Conflict mediation across cultures

David W Augsburger, Westminster/John Knox Press 1992

By Brian Burch (reviewer) | 1993-03-01 12:00:00

Our world is slowly changing. Recently, amid controversy, the government of Ontario re-ran a series of ads denouncing domestic violence. A climate of change through shaming the violent and listening to the abused is occurring. Such efforts to change behavior, through making a particular action shameful without labelling a particular person, have been working for thousands of years in cultures around the world. Augsburger's Conflict Mediation Across Cultures provides a well-researched and non-judgemental exploration into how conflict is mediated nonviolently around the world.

While the book is academic in nature, Augsburger uses a variety of approaches to help the reader understand various concepts. From stories and traditional folklore to research in cultural anthropology, the reader is exposed to a multifaceted display of facts, interpretations and applications that help transform a rather dry style into an exciting text.

Written by a Professor of Pastoral Care, this book is in many ways a sensitizing effort. It attempts to open the eyes of those who feel that their way of life is the only "normal" one. In an inviting, non-hostile way, it shifts our focus to the ways of conflict resolution which non-Westernized people have used for centuries. We are encouraged to find parallels in other cultures and to see the ways that conflicts are mediated informally around us.

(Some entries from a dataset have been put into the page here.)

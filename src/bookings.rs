//! Booking and payment records. The schema is in place and enforced, but no
//! handler constructs or transitions these yet; booking flows are future
//! work.

use serde::{Deserialize, Serialize};
use sqlx::FromRow;
use time::OffsetDateTime;
use uuid::Uuid;

pub const SERVICE_TYPES: &[&str] = &["room", "tiffin", "lpg", "house-service"];
pub const BOOKING_STATUSES: &[&str] = &["pending", "confirmed", "cancelled", "completed"];
pub const BOOKING_TYPES: &[&str] = &["one-time", "monthly", "weekly", "custom"];
pub const PAYMENT_METHODS: &[&str] = &["upi", "card", "netbanking", "cod"];
/// Payment state as tracked on the booking itself; `cod` marks settlement
/// on delivery with no payment record.
pub const BOOKING_PAYMENT_STATUSES: &[&str] = &["pending", "completed", "cod"];
/// Payment state on the payment record proper.
pub const PAYMENT_STATUSES: &[&str] = &["pending", "completed", "failed"];

#[derive(Debug, Clone, Serialize, Deserialize, FromRow)]
#[serde(rename_all = "camelCase")]
pub struct Booking {
    pub id: Uuid,
    pub customer: Uuid,
    pub provider: Uuid,
    pub service_type: String,
    pub service_id: Uuid,
    #[serde(with = "time::serde::rfc3339")]
    pub booking_date: OffsetDateTime,
    pub booking_status: String,
    pub booking_type: String,
    pub payment_status: String,
    pub payment_method: String,
    pub payment_ref: Option<Uuid>,
    #[serde(with = "time::serde::rfc3339")]
    pub created_at: OffsetDateTime,
    #[serde(with = "time::serde::rfc3339")]
    pub updated_at: OffsetDateTime,
}

#[derive(Debug, Clone, Serialize, Deserialize, FromRow)]
#[serde(rename_all = "camelCase")]
pub struct Payment {
    pub id: Uuid,
    pub customer: Uuid,
    pub service_provider: Uuid,
    pub amount: f64,
    pub service_type: String,
    pub service_id: Uuid,
    pub booking_id: Uuid,
    pub method: String,
    pub provider: String,
    pub payment_status: String,
    /// Gateway transaction id, once a gateway is wired in.
    pub payment_id: Option<String>,
    pub order_id: Option<String>,
    #[serde(with = "time::serde::rfc3339")]
    pub created_at: OffsetDateTime,
    #[serde(with = "time::serde::rfc3339")]
    pub updated_at: OffsetDateTime,
}

#[cfg(test)]
mod tests {
    use super::*;

    #[test]
    fn booking_serializes_camel_case() {
        let now = OffsetDateTime::from_unix_timestamp(1_700_000_000).unwrap();
        let booking = Booking {
            id: Uuid::new_v4(),
            customer: Uuid::new_v4(),
            provider: Uuid::new_v4(),
            service_type: "room".into(),
            service_id: Uuid::new_v4(),
            booking_date: now,
            booking_status: "pending".into(),
            booking_type: "one-time".into(),
            payment_status: "pending".into(),
            payment_method: "cod".into(),
            payment_ref: None,
            created_at: now,
            updated_at: now,
        };
        let json = serde_json::to_value(&booking).unwrap();
        assert_eq!(json["serviceType"], "room");
        assert_eq!(json["bookingStatus"], "pending");
        assert!(SERVICE_TYPES.contains(&booking.service_type.as_str()));
        assert!(BOOKING_STATUSES.contains(&booking.booking_status.as_str()));
        assert!(BOOKING_TYPES.contains(&booking.booking_type.as_str()));
        assert!(PAYMENT_METHODS.contains(&booking.payment_method.as_str()));
        assert!(BOOKING_PAYMENT_STATUSES.contains(&booking.payment_status.as_str()));
        assert!(PAYMENT_STATUSES.contains(&"failed"));
    }
}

Too often we cannot see what is going on around us, but have a clear picture of distant events. Augsburger's efforts provide us with a tool to see the web of relationships between the distant and the near. We are reminded that conflict is universal, cultural and individual in its experience and expression and that the ultimate solution to conflict is a healing harmony that reintegrates the disputants and the wider community. We are encouraged neither to romanticize other cultures nor to ignore successful practices of our own.

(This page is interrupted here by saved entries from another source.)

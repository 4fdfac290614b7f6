use anyhow::Context;
use sqlx::types::Json;
use sqlx::{FromRow, PgPool};
use time::OffsetDateTime;
use uuid::Uuid;

use crate::storage::PhotoRef;

/// User record. Never serialized directly; responses go through
/// `PublicUser` so credential and token fields cannot leak.
#[derive(Debug, Clone, FromRow)]
pub struct User {
    pub id: Uuid,
    pub username: String,
    pub email: String,
    pub contact: String,
    pub password_hash: String,
    pub user_type: String,
    pub occupation: Option<String>,
    pub profile_photo: Option<Json<PhotoRef>>,
    pub is_verified: bool,
    pub otp_code: Option<String>,
    pub otp_expires_at: Option<OffsetDateTime>,
    pub otp_last_sent_at: Option<OffsetDateTime>,
    /// The single currently-valid refresh token; rotation replaces it,
    /// logout clears it.
    pub refresh_token: Option<String>,
    pub created_at: OffsetDateTime,
    pub updated_at: OffsetDateTime,
}

const USER_COLUMNS: &str = "id, username, email, contact, password_hash, user_type, occupation, \
     profile_photo, is_verified, otp_code, otp_expires_at, otp_last_sent_at, refresh_token, \
     created_at, updated_at";

pub struct NewUser {
    pub username: String,
    pub email: String,
    pub contact: String,
    pub password_hash: String,
    pub user_type: String,
    pub occupation: Option<String>,
    pub profile_photo: Option<PhotoRef>,
    pub otp_code: String,
    pub otp_expires_at: OffsetDateTime,
    pub otp_last_sent_at: OffsetDateTime,
}

impl User {
    pub async fn find_by_id(db: &PgPool, id: Uuid) -> anyhow::Result<Option<User>> {
        let user = sqlx::query_as::<_, User>(&format!(
            "SELECT {USER_COLUMNS} FROM users WHERE id = $1"
        ))
        .bind(id)
        .fetch_optional(db)
        .await?;
        Ok(user)
    }

    pub async fn find_by_email(db: &PgPool, email: &str) -> anyhow::Result<Option<User>> {
        let user = sqlx::query_as::<_, User>(&format!(
            "SELECT {USER_COLUMNS} FROM users WHERE email = $1"
        ))
        .bind(email)
        .fetch_optional(db)
        .await?;
        Ok(user)
    }

    /// Login lookup: the identifier matches either username or email.
    pub async fn find_by_identifier(db: &PgPool, identifier: &str) -> anyhow::Result<Option<User>> {
        let user = sqlx::query_as::<_, User>(&format!(
            "SELECT {USER_COLUMNS} FROM users WHERE username = $1 OR email = $1"
        ))
        .bind(identifier)
        .fetch_optional(db)
        .await?;
        Ok(user)
    }

    pub async fn username_or_email_exists(
        db: &PgPool,
        username: &str,
        email: &str,
    ) -> anyhow::Result<bool> {
        let (exists,): (bool,) = sqlx::query_as(
            "SELECT EXISTS(SELECT 1 FROM users WHERE username = $1 OR email = $2)",
        )
        .bind(username)
        .bind(email)
        .fetch_one(db)
        .await?;
        Ok(exists)
    }

    pub async fn username_taken_by_other(
        db: &PgPool,
        username: &str,
        user_id: Uuid,
    ) -> anyhow::Result<bool> {
        let (exists,): (bool,) = sqlx::query_as(
            "SELECT EXISTS(SELECT 1 FROM users WHERE username = $1 AND id <> $2)",
        )
        .bind(username)
        .bind(user_id)
        .fetch_one(db)
        .await?;
        Ok(exists)
    }

    pub async fn create(db: &PgPool, new: NewUser) -> anyhow::Result<User> {
        let user = sqlx::query_as::<_, User>(&format!(
            "INSERT INTO users (username, email, contact, password_hash, user_type, occupation, \
             profile_photo, otp_code, otp_expires_at, otp_last_sent_at) \
             VALUES ($1, $2, $3, $4, $5, $6, $7, $8, $9, $10) \
             RETURNING {USER_COLUMNS}"
        ))
        .bind(new.username)
        .bind(new.email)
        .bind(new.contact)
        .bind(new.password_hash)
        .bind(new.user_type)
        .bind(new.occupation)
        .bind(new.profile_photo.map(Json))
        .bind(new.otp_code)
        .bind(new.otp_expires_at)
        .bind(new.otp_last_sent_at)
        .fetch_one(db)
        .await?;
        Ok(user)
    }

    pub async fn set_refresh_token(
        db: &PgPool,
        user_id: Uuid,
        token: Option<&str>,
    ) -> anyhow::Result<()> {
        sqlx::query("UPDATE users SET refresh_token = $1, updated_at = now() WHERE id = $2")
            .bind(token)
            .bind(user_id)
            .execute(db)
            .await?;
        Ok(())
    }

    pub async fn set_otp(
        db: &PgPool,
        user_id: Uuid,
        code: &str,
        expires_at: OffsetDateTime,
        sent_at: OffsetDateTime,
    ) -> anyhow::Result<()> {
        sqlx::query(
            "UPDATE users SET otp_code = $1, otp_expires_at = $2, otp_last_sent_at = $3, \
             updated_at = now() WHERE id = $4",
        )
        .bind(code)
        .bind(expires_at)
        .bind(sent_at)
        .bind(user_id)
        .execute(db)
        .await?;
        Ok(())
    }

    pub async fn mark_verified(db: &PgPool, user_id: Uuid) -> anyhow::Result<()> {
        sqlx::query(
            "UPDATE users SET is_verified = TRUE, otp_code = NULL, otp_expires_at = NULL, \
             otp_last_sent_at = NULL, updated_at = now() WHERE id = $1",
        )
        .bind(user_id)
        .execute(db)
        .await?;
        Ok(())
    }

    pub async fn set_password(db: &PgPool, user_id: Uuid, hash: &str) -> anyhow::Result<()> {
        sqlx::query("UPDATE users SET password_hash = $1, updated_at = now() WHERE id = $2")
            .bind(hash)
            .bind(user_id)
            .execute(db)
            .await?;
        Ok(())
    }

    pub async fn update_profile(db: &PgPool, user: &User) -> anyhow::Result<User> {
        let updated = sqlx::query_as::<_, User>(&format!(
            "UPDATE users SET username = $1, contact = $2, user_type = $3, occupation = $4, \
             profile_photo = $5, updated_at = now() WHERE id = $6 RETURNING {USER_COLUMNS}"
        ))
        .bind(&user.username)
        .bind(&user.contact)
        .bind(&user.user_type)
        .bind(&user.occupation)
        .bind(user.profile_photo.as_ref().map(|p| Json(&p.0)))
        .bind(user.id)
        .fetch_one(db)
        .await?;
        Ok(updated)
    }
}

/// Who inherits a roommate post when its creator leaves: the first listed
/// co-occupant that is not the departing user, or nobody.
pub fn next_post_owner(departing: Uuid, occupants: &[Uuid]) -> Option<Uuid> {
    occupants.iter().copied().find(|u| *u != departing)
}

/// Deletes a user and everything they own in one transaction. Returns the
/// photo references of the removed records so the caller can clean object
/// storage after commit.
pub async fn delete_cascade(
    db: &PgPool,
    user_id: Uuid,
    profile_photo: Option<PhotoRef>,
) -> anyhow::Result<Vec<PhotoRef>> {
    let mut tx = db.begin().await.context("begin delete cascade")?;
    let mut photos: Vec<PhotoRef> = profile_photo.into_iter().collect();

    let room_photos: Vec<(Json<Vec<PhotoRef>>,)> =
        sqlx::query_as("SELECT photos FROM rooms WHERE owner = $1")
            .bind(user_id)
            .fetch_all(&mut *tx)
            .await?;
    photos.extend(room_photos.into_iter().flat_map(|(p,)| p.0));

    let tiffin_photos: Vec<(Json<Vec<PhotoRef>>,)> =
        sqlx::query_as("SELECT photos FROM tiffins WHERE owner = $1")
            .bind(user_id)
            .fetch_all(&mut *tx)
            .await?;
    photos.extend(tiffin_photos.into_iter().flat_map(|(p,)| p.0));

    // Prune the user from co-occupant lists before deciding post ownership.
    sqlx::query(
        "UPDATE roommate_posts SET currently_living_users = \
         array_remove(currently_living_users, $1), updated_at = now() \
         WHERE $1 = ANY(currently_living_users)",
    )
    .bind(user_id)
    .execute(&mut *tx)
    .await?;

    let posts: Vec<(Uuid, Vec<Uuid>, Json<Vec<PhotoRef>>)> = sqlx::query_as(
        "SELECT id, currently_living_users, photos FROM roommate_posts WHERE created_by = $1",
    )
    .bind(user_id)
    .fetch_all(&mut *tx)
    .await?;
    for (post_id, occupants, post_photos) in posts {
        match next_post_owner(user_id, &occupants) {
            Some(heir) => {
                sqlx::query(
                    "UPDATE roommate_posts SET created_by = $1, updated_at = now() WHERE id = $2",
                )
                .bind(heir)
                .bind(post_id)
                .execute(&mut *tx)
                .await?;
            }
            None => {
                photos.extend(post_photos.0);
                sqlx::query("DELETE FROM roommate_posts WHERE id = $1")
                    .bind(post_id)
                    .execute(&mut *tx)
                    .await?;
            }
        }
    }

    sqlx::query("DELETE FROM rooms WHERE owner = $1")
        .bind(user_id)
        .execute(&mut *tx)
        .await?;
    sqlx::query("DELETE FROM tiffins WHERE owner = $1")
        .bind(user_id)
        .execute(&mut *tx)
        .await?;
    sqlx::query("DELETE FROM lpg_services WHERE owner = $1")
        .bind(user_id)
        .execute(&mut *tx)
        .await?;
    sqlx::query("DELETE FROM house_services WHERE provider = $1")
        .bind(user_id)
        .execute(&mut *tx)
        .await?;
    sqlx::query("DELETE FROM wifi_sharings WHERE owner = $1")
        .bind(user_id)
        .execute(&mut *tx)
        .await?;
    // Payments reference bookings, so they go first.
    sqlx::query("DELETE FROM payments WHERE customer = $1 OR service_provider = $1")
        .bind(user_id)
        .execute(&mut *tx)
        .await?;
    sqlx::query("DELETE FROM bookings WHERE customer = $1 OR provider = $1")
        .bind(user_id)
        .execute(&mut *tx)
        .await?;
    sqlx::query("DELETE FROM users WHERE id = $1")
        .bind(user_id)
        .execute(&mut *tx)
        .await?;

    tx.commit().await.context("commit delete cascade")?;
    Ok(photos)
}

#[cfg(test)]
mod tests {
    use super::*;

    #[test]
    fn next_post_owner_skips_departing_user() {
        let departing = Uuid::new_v4();
        let heir = Uuid::new_v4();
        assert_eq!(next_post_owner(departing, &[departing, heir]), Some(heir));
        assert_eq!(next_post_owner(departing, &[heir]), Some(heir));
    }

    #[test]
    fn next_post_owner_none_when_alone() {
        let departing = Uuid::new_v4();
        assert_eq!(next_post_owner(departing, &[departing]), None);
        assert_eq!(next_post_owner(departing, &[]), None);
    }
}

Many of the practices mentioned in this book are ones that are easy to accept as valid. Third party mediators mutually agreed upon is something common in North American management conflicts and in Hawaiian extended family disputes. Parallels between individual honor/face and collective dignity can be easily drawn. Augsburger's look at both collective-based and individual-based conflicts and solutions draws home the complexities which Canadian society faces in finding effective methods of solving conflict.

Conflict Mediation Across Cultures does not just examine conflicts but provides tools to solve them. It is a very focused guide to peace making in our homes and neighborhoods, with hints that can be considered when dealing with cross-cultural and cross-border disputes which seem to traditionally be solved by violence or continued until the original problem has paled into insignificance.

Augsburger's book is geared to the university classroom, most likely advance degree programs. It is a text, not a popular work of non-fiction. Unlike many texts, however, it is open for use in non-academic settings. The folktales that introduce each chapter would make good bedtime stories. The models for settling disputes are ones that would be of value for housing co-op grievance committees, union stewards and community mediation centres.

Conflict Mediation Across Cultures is a book of hope, one that teaches the urban cynic the value of the experiences of the migrant gatherer in Southern Africa and that shows that the way that conflict develops and is resolved in one context can teach those in another land years later. Both the distinctiveness of various cultures and common human experience are given support and acknowledgment in Augsburger's book. Hopefully it will become a well used text that is circulated widely across many progressive commuties.

Peace Magazine Mar-Apr 1993

Peace Magazine Mar-Apr 1993, page 29. Some rights reserved.